BvB93 commented Jul 20, 2020

Circleci failure seems to be caused by the unrelated histogram2d() documentation.

@eric-wieser
Copy link
Member

Object arrays should work fine as long as they can be either converted into boolean arrays (such as is the case with your example).

Right, but your example code only works because you explicitly added dtype=object. From what I can tell, this fails / emits a deprecation warning with your code;

>>> np.trim_zeros([[1], 0])
[[1]]

and this fails outright:

>>> np.trim_zeros([[1]])
[[1]]

@BvB93
Copy link
Member Author

BvB93 commented Jul 20, 2020

Right, but your example code only works because you explicitly added dtype=object. From what I can tell, this fails / emits a deprecation warning with your code;

The first scenario can, I imagine, be resolved with a try / except approach whenever the warning will be turned into a proper exception.

The second one is definetly more tricky, though to be fair the (pre-existing) documentation does explicitly state that filt should be an 1D array or sequence.

@seberg
Copy link
Member

seberg commented Jul 20, 2020

As silly as trim_zeros is, I think the reason it uses a for loop, is probably speed to begin with: It is probably much faster as is if you only trim a handfull of zeros (or even none). However, its plausible that you can argue it does not matter: Its like having a fast-path for np.all() when the first element is already False: It saves an arbitrary amount of time, but if you do any other operation on the array later, the speedup is probably dwarfed by that.

@BvB93
Copy link
Member Author

BvB93 commented Jul 20, 2020

As silly as trim_zeros is, I think the reason it uses a for loop, is probably speed to begin with: It is probably much faster as is if you only trim a handfull of zeros (or even none).

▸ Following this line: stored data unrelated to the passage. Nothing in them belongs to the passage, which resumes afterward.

//! Presentation adapter: flat views of a result document for external
//! plotting and report code. Boundary only; no rendering beyond plain text.

use serde::{Deserialize, Serialize};

use crate::results::CombinedResult;
use crate::types::Footprint;

/// One row of the flattened result, convenient for tabular consumers.
#[derive(Debug, Clone, PartialEq, Serialize, Deserialize)]
pub struct SeriesRow {
    pub footprint: Footprint,
    pub region_key: String,
    pub year: i32,
    pub observed: f64,
    pub adjusted: f64,
    pub standard_error: f64,
    pub ci_95: f64,
    pub low_confidence: bool,
}

/// Flatten a result document into rows.
///
/// Order is stable: footprint (gross, net), then region key in document
/// order, then year ascending.
pub fn flatten(result: &CombinedResult) -> Vec<SeriesRow> {
    let mut rows = Vec::new();

    for footprint in Footprint::all() {
        for (key, region) in &result.footprint(footprint).regions {
            for estimate in &region.total {
                rows.push(SeriesRow {
                    footprint,
                    region_key: key.clone(),
                    year: estimate.year,
                    observed: estimate.observed,
                    adjusted: estimate.adjusted,
                    standard_error: estimate.standard_error,
                    ci_95: estimate.ci_95,
                    low_confidence: estimate.low_confidence,
                });
            }
        }
    }

    rows
}

/// Render a plain-text summary table of the whole document.
pub fn render_summary(result: &CombinedResult) -> String {
    let mut out = String::new();

    for footprint in Footprint::all() {
        out.push_str(&format!("== {} footprint ==\n", footprint.key()));

        for (key, region) in &result.footprint(footprint).regions {
            out.push_str(&format!("-- {} --\n", key));
            out.push_str(&format!(
                "{:>6} {:>14} {:>14} {:>12} {:>12}  {}\n",
                "year", "observed", "adjusted", "se", "ci_95", "flag"
            ));

            for e in &region.total {
                out.push_str(&format!(
                    "{:>6} {:>14.4} {:>14.4} {:>12.4} {:>12.4}  {}\n",
                    e.year,
                    e.observed,
                    e.adjusted,
                    e.standard_error,
                    e.ci_95,
                    if e.low_confidence { "low-confidence" } else { "" }
                ));
            }
        }
        out.push('\n');
    }

    out
}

Indeed, the example execution times I provided are for a pretty large array;
the difference will be much smaller for when the input array is smaller.

Fortunetly, even arrays as small as np.ones(1) show a minor improvements in execution time (~4 µs (new) vs ~4.5 µs (old)).

@BvB93
Copy link
Member Author

BvB93 commented Jul 20, 2020

Fortunetly, even arrays as small as np.ones(1) show a minor improvements in execution time (~4 µs (new) vs ~4.5 µs (old)).

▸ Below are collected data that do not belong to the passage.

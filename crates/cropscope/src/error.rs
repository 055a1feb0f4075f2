//! Error types for the cropscope library.

use std::path::PathBuf;
use thiserror::Error;

use crate::types::{Footprint, Region};

/// Main error type for cropscope operations.
///
/// Every variant carries enough context (region, year, stratum, footprint,
/// key path) to diagnose a failure without re-running the pipeline. The only
/// soft condition in the system, an undersampled stratum, is deliberately not
/// an error: it surfaces as the `low_confidence` flag on an estimate.
#[derive(Debug, Error)]
pub enum CropscopeError {
    /// Error reading or accessing a file.
    #[error("IO error for '{path}': {source}")]
    Io {
        path: PathBuf,
        #[source]
        source: std::io::Error,
    },

    /// Error from the CSV library.
    #[error("CSV error: {0}")]
    Csv(#[from] csv::Error),

    /// JSON serialization/deserialization error.
    #[error("JSON error: {0}")]
    Json(#[from] serde_json::Error),

    /// A cell in an input table could not be interpreted.
    #[error("Parse error in '{path}' at line {line}: {message}")]
    Parse {
        path: PathBuf,
        line: usize,
        message: String,
    },

    /// An input table is missing required columns.
    #[error("Missing required columns in '{path}': {columns:?}")]
    MissingColumns {
        path: PathBuf,
        columns: Vec<String>,
    },

    /// Invalid region configuration (proportion sum, stratum mismatch).
    /// Fatal; surfaced before any estimate is computed.
    #[error("Configuration error for region '{region}': {message}")]
    Config { region: Region, message: String },

    /// Year sets disagree, either between the observed-area table and the
    /// configured years or between regions during combination.
    #[error(
        "Alignment error for {footprint} footprint, region '{region}': missing years {missing_years:?}"
    )]
    Alignment {
        footprint: Footprint,
        region: String,
        missing_years: Vec<i32>,
    },

    /// Failure writing or reading the persisted result document.
    #[error("Persistence error for '{path}': {message}")]
    Persistence { path: PathBuf, message: String },

    /// A loaded result document is structurally invalid.
    #[error("Malformed result document at '{key_path}': {message}")]
    Malformed { key_path: String, message: String },
}

/// Result type alias for cropscope operations.
pub type Result<T> = std::result::Result<T, CropscopeError>;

On second thought, I suspect this is moreso related to the old implementation's lack of enumerate() and the if i == 0.: rather than if i: comparisons

@BvB93
Copy link
Member Author

BvB93 commented Jul 20, 2020

and this fails outright:

>>> np.trim_zeros([[1]])
[[1]]

After giving it a bit more thought there might be a very simple way of dealing with this issue:
simply return the passed filt if it cannot be coerced into a 1D array (instead of raising a ValueError).

While I feel raising an error would generally speaking be more appropriate,
this alternative solution is definitely safer as far as backwards compatibility is concerned.
Maybe in combination with a deprecation warning of some sort?

@eric-wieser
Copy link
Member

Maybe in combination with a deprecation warning of some sort?

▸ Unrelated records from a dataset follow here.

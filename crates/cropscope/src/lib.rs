//! Cropscope: bias-corrected cropland area estimation.
//!
//! Cropscope converts a remote-sensing classifier's raw (observed) cropland
//! area time series into bias-adjusted estimates with standard errors, using
//! stratified validation samples and the Olofsson et al. (2014) methodology.
//! Each subregion is estimated independently, then combined into a single
//! regional series per footprint type (gross and net).
//!
//! # Core Principles
//!
//! - **Pure computation**: accuracy summaries, area adjustment, and regional
//!   combination are side-effect-free functions over immutable tables
//! - **No silent defaults**: configuration and alignment problems are
//!   structured errors; small-sample strata are flagged, never zeroed
//! - **Round-trip persistence**: the result document reloads field-for-field
//!
//! # Example
//!
//! ```no_run
//! use cropscope::{Cropscope, InputPaths, Region};
//!
//! let paths = InputPaths::new("gross.csv", "net.csv")
//!     .with_points(Region::GreatPlains, "gp_points.csv")
//!     .with_points(Region::Southern, "southern_points.csv");
//!
//! let result = Cropscope::new().run(&paths).unwrap();
//! result.save("corrected_cropland_area_estimates.json").unwrap();
//! ```

pub mod accuracy;
pub mod combine;
pub mod config;
pub mod error;
pub mod estimate;
pub mod input;
pub mod report;
pub mod results;
pub mod types;

mod pipeline;

pub use accuracy::{summarize_strata, ConfusionCounts, StratumAccuracy};
pub use config::{EstimationConfig, RegionConfig};
pub use error::{CropscopeError, Result};
pub use estimate::AdjustedEstimate;
pub use input::{AreaSeries, InputProvenance, ValidationPoint};
pub use pipeline::{Cropscope, InputPaths};
pub use results::{CombinedResult, FootprintResults, RegionSeries, COMBINED_KEY};
pub use types::{Footprint, Label, Region, Stratum};
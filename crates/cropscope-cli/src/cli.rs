//! CLI argument definitions using clap.

use clap::{Parser, Subcommand};
use std::path::PathBuf;

use cropscope::Footprint;

/// Cropscope: bias-corrected cropland area estimation
#[derive(Parser)]
#[command(name = "cropscope")]
#[command(version, about, long_about = None)]
#[command(propagate_version = true)]
pub struct Cli {
    #[command(subcommand)]
    pub command: Commands,

    /// Enable verbose output
    #[arg(short, long, global = true)]
    pub verbose: bool,
}

#[derive(Subcommand)]
pub enum Commands {
    /// Run the estimation pipeline and save the result document
    Adjust {
        /// Gross (cumulative footprint) observed-area CSV
        #[arg(long, value_name = "CSV")]
        gross: PathBuf,

        /// Net (active footprint) observed-area CSV
        #[arg(long, value_name = "CSV")]
        net: PathBuf,

        /// Great Plains validation point CSV
        #[arg(long, value_name = "CSV")]
        great_plains: PathBuf,

        /// Southern subregion validation point CSV
        #[arg(long, value_name = "CSV")]
        southern: PathBuf,

        /// Output path for the result document
        #[arg(
            short,
            long,
            default_value = "corrected_cropland_area_estimates.json"
        )]
        output: PathBuf,
    },

    /// Inspect a previously saved result document without recomputing
    Report {
        /// Path to a saved result document (JSON)
        #[arg(value_name = "RESULT_FILE")]
        file: PathBuf,

        /// Restrict output to one footprint type (gross or net)
        #[arg(short, long)]
        footprint: Option<Footprint>,

        /// Restrict output to one region key (e.g. great_plains, combined)
        #[arg(short, long)]
        region: Option<String>,

        /// Output as JSON rows instead of a table
        #[arg(long)]
        json: bool,
    },
}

Perhaps the thing to do is something like:

if isinstance(arr, np.ndarray):
    # your optimal code
else:
   # emit deprecation warning
   # old code

Another more cynical view would be just deprecate this function entirely as it's trivial slow and unlike most of numpy, and work out a better name / submodule / PyPI package for the fast trim_zeros.

@BvB93
Copy link
Member Author

BvB93 commented Jul 20, 2020

Perhaps the thing to do is something like:

...

I just added something like this in a6f9d29.
It will now automatically fall back to the old implementation if an exception is encountered
(where the same exception may or may not be raised again, depending on its nature).

Another more cynical view would be just deprecate this function entirely as it's trivial slow and unlike most of numpy, and work out a better name / submodule / PyPI package for the fast trim_zeros.

If the option was just between leaving it in and removing it then I would agree with this view,
as in its current state It's IMO not really something that belongs in numpy's public API.
However as trim_zeros() still seems salvageable, I'm personally leaning more towards leaving it in (certainly less of a hassle).

@rossbar
Copy link
Contributor

rossbar commented Jul 24, 2020

Just to note: the current CI failures are unrelated. A rebase on master should fix them.

@mattip
Copy link
Member

mattip commented Jul 31, 2020

New deprecations require

@mhvk
Copy link
Contributor

mhvk commented Aug 11, 2020

Note that this breaks astropy [1] as we can compare Quantities to 0 but cannot turn them into bool (not clear that '0 m' should be False, after all). While it isn't really a big deal since we can override with __array_function__, I wondered if it would be OK to have a follow-up PR to change the astype(bool) to comparing with 0 -- it not only is closer to what the name promises, but also turns out to be faster (found this out while trying to see how much worse it would be!):

In [4]: a = np.hstack([np.zeros(100_000), np.random.uniform(size=100_000), np.zeros(100_000)])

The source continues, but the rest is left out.